(Stored items)
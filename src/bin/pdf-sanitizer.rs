//! PDF Sanitizer CLI tool
//!
//! A command-line tool for checking PDFs for JavaScript and removing it.

use anyhow::{Context, Result};
use clap::{Args, Parser, Subcommand};
use glob::glob;
use std::path::PathBuf;
use std::process;
use tracing_subscriber::EnvFilter;

use pdf_sanitizer::pdf::{check_file, sanitize_file, SanitizeOptions, ScrubOptions};
use pdf_sanitizer::pdf::scrub::DEFAULT_MAX_PASSES;
use pdf_sanitizer::pdf::value::DEFAULT_MAX_DEPTH;

/// PDF Sanitizer - Check for and remove JavaScript from PDF files
#[derive(Parser)]
#[command(name = "pdf-sanitizer")]
#[command(author, version, about, long_about = None)]
#[command(after_help = "EXAMPLES:
    # Check a PDF for JavaScript
    pdf-sanitizer check document.pdf

    # Check several PDFs with debug logging
    pdf-sanitizer -v check \"downloads/*.pdf\"

    # Remove JavaScript and save a sanitized copy
    pdf-sanitizer remove input.pdf output_sanitized.pdf")]
struct Cli {
    /// Enable verbose logging (debug level)
    #[arg(short, long, global = true)]
    verbose: bool,

    #[command(subcommand)]
    command: Commands,
}

#[derive(Args)]
struct Limits {
    /// Maximum number of removal passes
    #[arg(long, default_value_t = DEFAULT_MAX_PASSES)]
    max_passes: usize,

    /// Maximum depth for reference chains and nested objects
    #[arg(long, default_value_t = DEFAULT_MAX_DEPTH)]
    max_depth: usize,
}

impl Limits {
    fn scrub_options(&self) -> ScrubOptions {
        ScrubOptions {
            max_passes: self.max_passes,
            max_depth: self.max_depth,
        }
    }
}

#[derive(Subcommand)]
enum Commands {
    /// Check PDF files for JavaScript
    Check {
        /// Input PDF files. Supports glob patterns like "*.pdf"
        #[arg(required = true)]
        inputs: Vec<String>,

        #[command(flatten)]
        limits: Limits,
    },

    /// Remove JavaScript from a PDF and save a sanitized copy
    Remove {
        /// Input PDF file
        input: PathBuf,

        /// Output PDF file path
        output: PathBuf,

        #[command(flatten)]
        limits: Limits,
    },
}

fn main() {
    let cli = Cli::parse();
    init_logging(cli.verbose);

    let result = match cli.command {
        Commands::Check { inputs, limits } => cmd_check(inputs, &limits.scrub_options()),
        Commands::Remove { input, output, limits } => {
            cmd_remove(input, output, limits.scrub_options())
        }
    };

    if let Err(e) = result {
        eprintln!("Error: {:#}", e);
        process::exit(1);
    }
}

/// Install a stderr subscriber; RUST_LOG overrides the level from --verbose
fn init_logging(verbose: bool) {
    let level = if verbose { "debug" } else { "info" };
    let filter = EnvFilter::try_from_default_env()
        .unwrap_or_else(|_| EnvFilter::new(format!("pdf_sanitizer={}", level)));

    let _ = tracing_subscriber::fmt()
        .with_env_filter(filter)
        .with_target(false)
        .with_writer(std::io::stderr)
        .try_init();
}

/// Expand glob patterns in input paths
fn expand_globs(patterns: Vec<String>) -> Result<Vec<PathBuf>> {
    let mut paths = Vec::new();

    for pattern in patterns {
        // Check if pattern contains glob characters
        if pattern.contains('*') || pattern.contains('?') || pattern.contains('[') {
            let mut matched = false;
            for entry in glob(&pattern).with_context(|| format!("Invalid glob pattern: {}", pattern))? {
                match entry {
                    Ok(path) => {
                        paths.push(path);
                        matched = true;
                    }
                    Err(e) => tracing::warn!(%pattern, error = %e, "glob error"),
                }
            }
            if !matched {
                anyhow::bail!("No files matched pattern: {}", pattern);
            }
        } else {
            paths.push(PathBuf::from(pattern));
        }
    }

    Ok(paths)
}

/// Check each input and list what was found
fn cmd_check(inputs: Vec<String>, options: &ScrubOptions) -> Result<()> {
    let inputs = expand_globs(inputs)?;
    let mut failed = 0;

    for input in &inputs {
        match check_file(input, options) {
            Ok(findings) if findings.is_empty() => {
                println!("Result: No JavaScript detected in '{}'.", input.display());
            }
            Ok(findings) => {
                println!(
                    "Result: JavaScript DETECTED in '{}' ({} finding{}).",
                    input.display(),
                    findings.len(),
                    if findings.len() == 1 { "" } else { "s" }
                );
                for finding in &findings {
                    println!("  - {}", finding);
                }
            }
            Err(e) => {
                eprintln!("Error: cannot check '{}': {}", input.display(), e);
                failed += 1;
            }
        }
    }

    if failed > 0 {
        anyhow::bail!("{} of {} file(s) could not be checked", failed, inputs.len());
    }
    Ok(())
}

/// Remove JavaScript and report what was done
fn cmd_remove(input: PathBuf, output: PathBuf, scrub: ScrubOptions) -> Result<()> {
    let options = SanitizeOptions {
        input_path: input.clone(),
        output_path: output.clone(),
        scrub,
    };

    let report = sanitize_file(&options)
        .with_context(|| format!("Failed to sanitize '{}'", input.display()))?;

    for finding in &report.scrub.removed {
        println!("Removed: {}", finding);
    }
    println!(
        "Result: Removed {} JavaScript action(s) from '{}' in {} pass(es); saved to '{}'.",
        report.scrub.removed.len(),
        input.display(),
        report.scrub.passes,
        output.display()
    );
    if !report.scrub.converged {
        println!(
            "Warning: stopped after the maximum of {} passes before a clean scan.",
            report.scrub.passes
        );
    }

    match &report.remaining {
        Some(remaining) if remaining.is_empty() => {
            println!("Verification: Sanitized file '{}' appears clean.", output.display());
        }
        Some(remaining) => {
            println!(
                "Verification Warning: JavaScript may still be present in '{}' ({} finding(s)). Manual review recommended.",
                output.display(),
                remaining.len()
            );
        }
        None => {
            println!(
                "Verification Warning: could not load '{}' back to verify it. Manual review recommended.",
                output.display()
            );
        }
    }

    Ok(())
}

__TASK DESCRIPTION__.
Copy out all of the data. Keep every word unchanged.

__ANSWER SECTION__.
filename src/bin/pdf-sanitizer.rs
//! PDF Sanitizer CLI tool
//!
//! A command-line tool for checking PDFs for JavaScript and removing it.

use anyhow::{Context, Result};
use clap::{Args, Parser, Subcommand};
use glob::glob;
use std::path::PathBuf;
use std::process;
use tracing_subscriber::EnvFilter;

use pdf_sanitizer::pdf::{check_file, sanitize_file, SanitizeOptions, ScrubOptions};
use pdf_sanitizer::pdf::scrub::DEFAULT_MAX_PASSES;
use pdf_sanitizer::pdf::value::DEFAULT_MAX_DEPTH;

/// PDF Sanitizer - Check for and remove JavaScript from PDF files
#[derive(Parser)]
#[command(name = "pdf-sanitizer")]
#[command(author, version, about, long_about = None)]
#[command(after_help = "EXAMPLES:
    # Check a PDF for JavaScript
    pdf-sanitizer check document.pdf

    # Check several PDFs with debug logging
    pdf-sanitizer -v check \"downloads/*.pdf\"

    # Remove JavaScript and save a sanitized copy
    pdf-sanitizer remove input.pdf output_sanitized.pdf")]
struct Cli {
    /// Enable verbose logging (debug level)
    #[arg(short, long, global = true)]
    verbose: bool,

    #[command(subcommand)]
    command: Commands,
}

#[derive(Args)]
struct Limits {
    /// Maximum number of removal passes
    #[arg(long, default_value_t = DEFAULT_MAX_PASSES)]
    max_passes: usize,

    /// Maximum depth for reference chains and nested objects
    #[arg(long, default_value_t = DEFAULT_MAX_DEPTH)]
    max_depth: usize,
}

impl Limits {
    fn scrub_options(&self) -> ScrubOptions {
        ScrubOptions {
            max_passes: self.max_passes,
            max_depth: self.max_depth,
        }
    }
}

#[derive(Subcommand)]
enum Commands {
    /// Check PDF files for JavaScript
    Check {
        /// Input PDF files. Supports glob patterns like "*.pdf"
        #[arg(required = true)]
        inputs: Vec<String>,

        #[command(flatten)]
        limits: Limits,
    },

    /// Remove JavaScript from a PDF and save a sanitized copy
    Remove {
        /// Input PDF file
        input: PathBuf,

        /// Output PDF file path
        output: PathBuf,

        #[command(flatten)]
        limits: Limits,
    },
}

fn main() {
    let cli = Cli::parse();
    init_logging(cli.verbose);

    let result = match cli.command {
        Commands::Check { inputs, limits } => cmd_check(inputs, &limits.scrub_options()),
        Commands::Remove { input, output, limits } => {
            cmd_remove(input, output, limits.scrub_options())
        }
    };

    if let Err(e) = result {
        eprintln!("Error: {:#}", e);
        process::exit(1);
    }
}

/// Install a stderr subscriber; RUST_LOG overrides the level from --verbose
fn init_logging(verbose: bool) {
    let level = if verbose { "debug" } else { "info" };
    let filter = EnvFilter::try_from_default_env()
        .unwrap_or_else(|_| EnvFilter::new(format!("pdf_sanitizer={}", level)));

    let _ = tracing_subscriber::fmt()
        .with_env_filter(filter)
        .with_target(false)
        .with_writer(std::io::stderr)
        .try_init();
}

/// Expand glob patterns in input paths
fn expand_globs(patterns: Vec<String>) -> Result<Vec<PathBuf>> {
    let mut paths = Vec::new();

    for pattern in patterns {
        // Check if pattern contains glob characters
        if pattern.contains('*') || pattern.contains('?') || pattern.contains('[') {
            let mut matched = false;
            for entry in glob(&pattern).with_context(|| format!("Invalid glob pattern: {}", pattern))? {
                match entry {
                    Ok(path) => {
                        paths.push(path);
                        matched = true;
                    }
                    Err(e) => tracing::warn!(%pattern, error = %e, "glob error"),
                }
            }
            if !matched {
                anyhow::bail!("No files matched pattern: {}", pattern);
            }
        } else {
            paths.push(PathBuf::from(pattern));
        }
    }

    Ok(paths)
}

/// Check each input and list what was found
fn cmd_check(inputs: Vec<String>, options: &ScrubOptions) -> Result<()> {
    let inputs = expand_globs(inputs)?;
    let mut failed = 0;

    for input in &inputs {
        match check_file(input, options) {
            Ok(findings) if findings.is_empty() => {
                println!("Result: No JavaScript detected in '{}'.", input.display());
            }
            Ok(findings) => {
                println!(
                    "Result: JavaScript DETECTED in '{}' ({} finding{}).",
                    input.display(),
                    findings.len(),
                    if findings.len() == 1 { "" } else { "s" }
                );
                for finding in &findings {
                    println!("  - {}", finding);
                }
            }
            Err(e) => {
                eprintln!("Error: cannot check '{}': {}", input.display(), e);
                failed += 1;
            }
        }
    }

    if failed > 0 {
        anyhow::bail!("{} of {} file(s) could not be checked", failed, inputs.len());
    }
    Ok(())
}

/// Remove JavaScript and report what was done
fn cmd_remove(input: PathBuf, output: PathBuf, scrub: ScrubOptions) -> Result<()> {
    let options = SanitizeOptions {
        input_path: input.clone(),
        output_path: output.clone(),
        scrub,
    };

    let report = sanitize_file(&options)
        .with_context(|| format!("Failed to sanitize '{}'", input.display()))?;

    for finding in &report.scrub.removed {
        println!("Removed: {}", finding);
    }
    println!(
        "Result: Removed {} JavaScript action(s) from '{}' in {} pass(es); saved to '{}'.",
        report.scrub.removed.len(),
        input.display(),
        report.scrub.passes,
        output.display()
    );
    if !report.scrub.converged {
        println!(
            "Warning: stopped after the maximum of {} passes before a clean scan.",
            report.scrub.passes
        );
    }

    match &report.remaining {
        Some(remaining) if remaining.is_empty() => {
            println!("Verification: Sanitized file '{}' appears clean.", output.display());
        }
        Some(remaining) => {
            println!(
                "Verification Warning: JavaScript may still be present in '{}' ({} finding(s)). Manual review recommended.",
                output.display(),
                remaining.len()
            );
        }
        None => {
            println!(
                "Verification Warning: could not load '{}' back to verify it. Manual review recommended.",
                output.display()
            );
        }
    }

    Ok(())
}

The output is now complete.